PROBLEM DESCRIPTION: When transcribing the entries, keep each one exactly as it is.

Collected data:
// SPDX-License-Identifier: PolyForm-Noncommercial-1.0.0
// Copyright (c) 2025 Sylvex. All rights reserved.

//! Configuration error types for mbmux-config.

use std::path::PathBuf;
use thiserror::Error;

/// Configuration-related errors.
///
/// Covers file loading, parsing, device URL interpretation and
/// validation of the assembled configuration.
#[derive(Debug, Error)]
pub enum ConfigError {
    /// Failed to parse a configuration file.
    #[error("Failed to parse config file '{path}': {message}")]
    Parse {
        /// Path to the configuration file.
        path: PathBuf,
        /// Error message.
        message: String,
    },

    /// Configuration validation failed.
    #[error("Validation failed for '{field}': {message}")]
    Validation {
        /// The field that failed validation.
        field: String,
        /// Error message.
        message: String,
    },

    /// File I/O error.
    #[error("Failed to read config file '{path}': {source}")]
    Io {
        /// Path to the file.
        path: PathBuf,
        /// Underlying I/O error.
        #[source]
        source: std::io::Error,
    },

    /// File not found.
    #[error("File not found: {path}")]
    FileNotFound {
        /// The path that was not found.
        path: PathBuf,
    },

    /// A device URL could not be interpreted.
    #[error("Invalid device URL '{url}': {message}")]
    InvalidUrl {
        /// The offending URL.
        url: String,
        /// Error message.
        message: String,
    },

    /// A device URL uses a scheme the relay cannot serve.
    #[error("Unsupported URL scheme '{scheme}': {message}")]
    UnsupportedScheme {
        /// The offending scheme.
        scheme: String,
        /// Error message.
        message: String,
    },

    /// A bind address could not be interpreted.
    #[error("Invalid bind address '{bind}': {message}")]
    InvalidBind {
        /// The offending bind address.
        bind: String,
        /// Error message.
        message: String,
    },

    /// Two devices declare the same bind address.
    #[error("Duplicate bind address: {bind}")]
    DuplicateBind {
        /// The duplicated bind address.
        bind: String,
    },

    /// Unsupported configuration file format.
    #[error("Unsupported configuration format: {format}")]
    UnsupportedFormat {
        /// The unsupported format.
        format: String,
    },

    /// Serialization error independent of a file path.
    #[error("Serialization error: {message}")]
    Serialization {
        /// Error message.
        message: String,
    },
}

impl ConfigError {
    /// Creates a parse error.
    pub fn parse(path: impl Into<PathBuf>, message: impl Into<String>) -> Self {
        Self::Parse {
            path: path.into(),
            message: message.into(),
        }
    }

    /// Creates a validation error.
    pub fn validation(field: impl Into<String>, message: impl Into<String>) -> Self {
        Self::Validation {
            field: field.into(),
            message: message.into(),
        }
    }

    /// Creates an I/O error.
    pub fn io(path: impl Into<PathBuf>, source: std::io::Error) -> Self {
        Self::Io {
            path: path.into(),
            source,
        }
    }

    /// Creates a file not found error.
    pub fn file_not_found(path: impl Into<PathBuf>) -> Self {
        Self::FileNotFound { path: path.into() }
    }

    /// Creates an invalid URL error.
    pub fn invalid_url(url: impl Into<String>, message: impl Into<String>) -> Self {
        Self::InvalidUrl {
            url: url.into(),
            message: message.into(),
        }
    }

    /// Creates an unsupported scheme error.
    pub fn unsupported_scheme(scheme: impl Into<String>, message: impl Into<String>) -> Self {
        Self::UnsupportedScheme {
            scheme: scheme.into(),
            message: message.into(),
        }
    }

    /// Creates an invalid bind address error.
    pub fn invalid_bind(bind: impl Into<String>, message: impl Into<String>) -> Self {
        Self::InvalidBind {
            bind: bind.into(),
            message: message.into(),
        }
    }

    /// Creates a duplicate bind error.
    pub fn duplicate_bind(bind: impl Into<String>) -> Self {
        Self::DuplicateBind { bind: bind.into() }
    }

    /// Creates an unsupported format error.
    pub fn unsupported_format(format: impl Into<String>) -> Self {
        Self::UnsupportedFormat {
            format: format.into(),
        }
    }

    /// Creates a serialization error.
    pub fn serialization(message: impl Into<String>) -> Self {
        Self::Serialization {
            message: message.into(),
        }
    }

    /// Returns `true` if this error is related to file I/O.
    pub fn is_io_error(&self) -> bool {
        matches!(self, Self::Io { .. } | Self::FileNotFound { .. })
    }

    /// Returns the error type as a string for logging.
    pub fn error_type(&self) -> &'static str {
        match self {
            Self::Parse { .. } => "parse",
            Self::Validation { .. } => "validation",
            Self::Io { .. } => "io",
            Self::FileNotFound { .. } => "file_not_found",
            Self::InvalidUrl { .. } => "invalid_url",
            Self::UnsupportedScheme { .. } => "unsupported_scheme",
            Self::InvalidBind { .. } => "invalid_bind",
            Self::DuplicateBind { .. } => "duplicate_bind",
            Self::UnsupportedFormat { .. } => "unsupported_format",
            Self::Serialization { .. } => "serialization",
        }
    }
}

/// A Result type with ConfigError.
pub type ConfigResult<T> = Result<T, ConfigError>;

#[cfg(test)]
mod tests {
    use super::*;

    #[test]
    fn test_error_creation() {
        let error = ConfigError::validation("timeout", "must be positive");
        assert!(matches!(error, ConfigError::Validation { .. }));
        assert_eq!(error.error_type(), "validation");

        let error = ConfigError::unsupported_scheme("tcp+rtu", "frame translation required");
        assert!(matches!(error, ConfigError::UnsupportedScheme { .. }));
        assert_eq!(error.error_type(), "unsupported_scheme");

        let error = ConfigError::duplicate_bind("0.0.0.0:502");
        assert_eq!(error.error_type(), "duplicate_bind");
    }

    #[test]
    fn test_is_io_error() {
        let error = ConfigError::io(
            "mbmux.yaml",
            std::io::Error::new(std::io::ErrorKind::NotFound, "not found"),
        );
        assert!(error.is_io_error());
        assert!(ConfigError::file_not_found("mbmux.yaml").is_io_error());
        assert!(!ConfigError::validation("x", "y").is_io_error());
    }

    #[test]
    fn test_display_messages() {
        let error = ConfigError::invalid_url("weird://", "missing host");
        assert!(error.to_string().contains("weird://"));

        let error = ConfigError::invalid_bind("nonsense", "missing port");
        assert!(error.to_string().contains("nonsense"));
    }
}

SOLUTION TO THE PROBLEM:
// SPDX-License-Identifier: PolyForm-Noncommercial-1.0.0
// Copyright (c) 2025 Sylvex. All rights reserved.

//! Configuration error types for mbmux-config.

use std::path::PathBuf;
use thiserror::Error;

/// Configuration-related errors.
///
/// Covers file loading, parsing, device URL interpretation and
/// validation of the assembled configuration.
#[derive(Debug, Error)]
pub enum ConfigError {
    /// Failed to parse a configuration file.
    #[error("Failed to parse config file '{path}': {message}")]
    Parse {
        /// Path to the configuration file.
        path: PathBuf,
        /// Error message.
        message: String,
    },

    /// Configuration validation failed.
    #[error("Validation failed for '{field}': {message}")]
    Validation {
        /// The field that failed validation.
        field: String,
        /// Error message.
        message: String,
    },

    /// File I/O error.
    #[error("Failed to read config file '{path}': {source}")]
    Io {
        /// Path to the file.
        path: PathBuf,
        /// Underlying I/O error.
        #[source]
        source: std::io::Error,
    },

    /// File not found.
    #[error("File not found: {path}")]
    FileNotFound {
        /// The path that was not found.
        path: PathBuf,
    },

    /// A device URL could not be interpreted.
    #[error("Invalid device URL '{url}': {message}")]
    InvalidUrl {
        /// The offending URL.
        url: String,
        /// Error message.
        message: String,
    },

    /// A device URL uses a scheme the relay cannot serve.
    #[error("Unsupported URL scheme '{scheme}': {message}")]
    UnsupportedScheme {
        /// The offending scheme.
        scheme: String,
        /// Error message.
        message: String,
    },

    /// A bind address could not be interpreted.
    #[error("Invalid bind address '{bind}': {message}")]
    InvalidBind {
        /// The offending bind address.
        bind: String,
        /// Error message.
        message: String,
    },

    /// Two devices declare the same bind address.
    #[error("Duplicate bind address: {bind}")]
    DuplicateBind {
        /// The duplicated bind address.
        bind: String,
    },

    /// Unsupported configuration file format.
    #[error("Unsupported configuration format: {format}")]
    UnsupportedFormat {
        /// The unsupported format.
        format: String,
    },

    /// Serialization error independent of a file path.
    #[error("Serialization error: {message}")]
    Serialization {
        /// Error message.
        message: String,
    },
}

impl ConfigError {
    /// Creates a parse error.
    pub fn parse(path: impl Into<PathBuf>, message: impl Into<String>) -> Self {
        Self::Parse {
            path: path.into(),
            message: message.into(),
        }
    }

    /// Creates a validation error.
    pub fn validation(field: impl Into<String>, message: impl Into<String>) -> Self {
        Self::Validation {
            field: field.into(),
            message: message.into(),
        }
    }

    /// Creates an I/O error.
    pub fn io(path: impl Into<PathBuf>, source: std::io::Error) -> Self {
        Self::Io {
            path: path.into(),
            source,
        }
    }

    /// Creates a file not found error.
    pub fn file_not_found(path: impl Into<PathBuf>) -> Self {
        Self::FileNotFound { path: path.into() }
    }

    /// Creates an invalid URL error.
    pub fn invalid_url(url: impl Into<String>, message: impl Into<String>) -> Self {
        Self::InvalidUrl {
            url: url.into(),
            message: message.into(),
        }
    }

    /// Creates an unsupported scheme error.
    pub fn unsupported_scheme(scheme: impl Into<String>, message: impl Into<String>) -> Self {
        Self::UnsupportedScheme {
            scheme: scheme.into(),
            message: message.into(),
        }
    }

    /// Creates an invalid bind address error.
    pub fn invalid_bind(bind: impl Into<String>, message: impl Into<String>) -> Self {
        Self::InvalidBind {
            bind: bind.into(),
            message: message.into(),
        }
    }

    /// Creates a duplicate bind error.
    pub fn duplicate_bind(bind: impl Into<String>) -> Self {
        Self::DuplicateBind { bind: bind.into() }
    }

    /// Creates an unsupported format error.
    pub fn unsupported_format(format: impl Into<String>) -> Self {
        Self::UnsupportedFormat {
            format: format.into(),
        }
    }

    /// Creates a serialization error.
    pub fn serialization(message: impl Into<String>) -> Self {
        Self::Serialization {
            message: message.into(),
        }
    }

    /// Returns `true` if this error is related to file I/O.
    pub fn is_io_error(&self) -> bool {
        matches!(self, Self::Io { .. } | Self::FileNotFound { .. })
    }

    /// Returns the error type as a string for logging.
    pub fn error_type(&self) -> &'static str {
        match self {
            Self::Parse { .. } => "parse",
            Self::Validation { .. } => "validation",
            Self::Io { .. } => "io",
            Self::FileNotFound { .. } => "file_not_found",
            Self::InvalidUrl { .. } => "invalid_url",
            Self::UnsupportedScheme { .. } => "unsupported_scheme",
            Self::InvalidBind { .. } => "invalid_bind",
            Self::DuplicateBind { .. } => "duplicate_bind",
            Self::UnsupportedFormat { .. } => "unsupported_format",
            Self::Serialization { .. } => "serialization",
        }
    }
}

/// A Result type with ConfigError.
pub type ConfigResult<T> = Result<T, ConfigError>;

#[cfg(test)]
mod tests {
    use super::*;

    #[test]
    fn test_error_creation() {
        let error = ConfigError::validation("timeout", "must be positive");
        assert!(matches!(error, ConfigError::Validation { .. }));
        assert_eq!(error.error_type(), "validation");

        let error = ConfigError::unsupported_scheme("tcp+rtu", "frame translation required");
        assert!(matches!(error, ConfigError::UnsupportedScheme { .. }));
        assert_eq!(error.error_type(), "unsupported_scheme");

        let error = ConfigError::duplicate_bind("0.0.0.0:502");
        assert_eq!(error.error_type(), "duplicate_bind");
    }

    #[test]
    fn test_is_io_error() {
        let error = ConfigError::io(
            "mbmux.yaml",
            std::io::Error::new(std::io::ErrorKind::NotFound, "not found"),
        );
        assert!(error.is_io_error());
        assert!(ConfigError::file_not_found("mbmux.yaml").is_io_error());
        assert!(!ConfigError::validation("x", "y").is_io_error());
    }

    #[test]
    fn test_display_messages() {
        let error = ConfigError::invalid_url("weird://", "missing host");
        assert!(error.to_string().contains("weird://"));

        let error = ConfigError::invalid_bind("nonsense", "missing port");
        assert!(error.to_string().contains("nonsense"));
    }
}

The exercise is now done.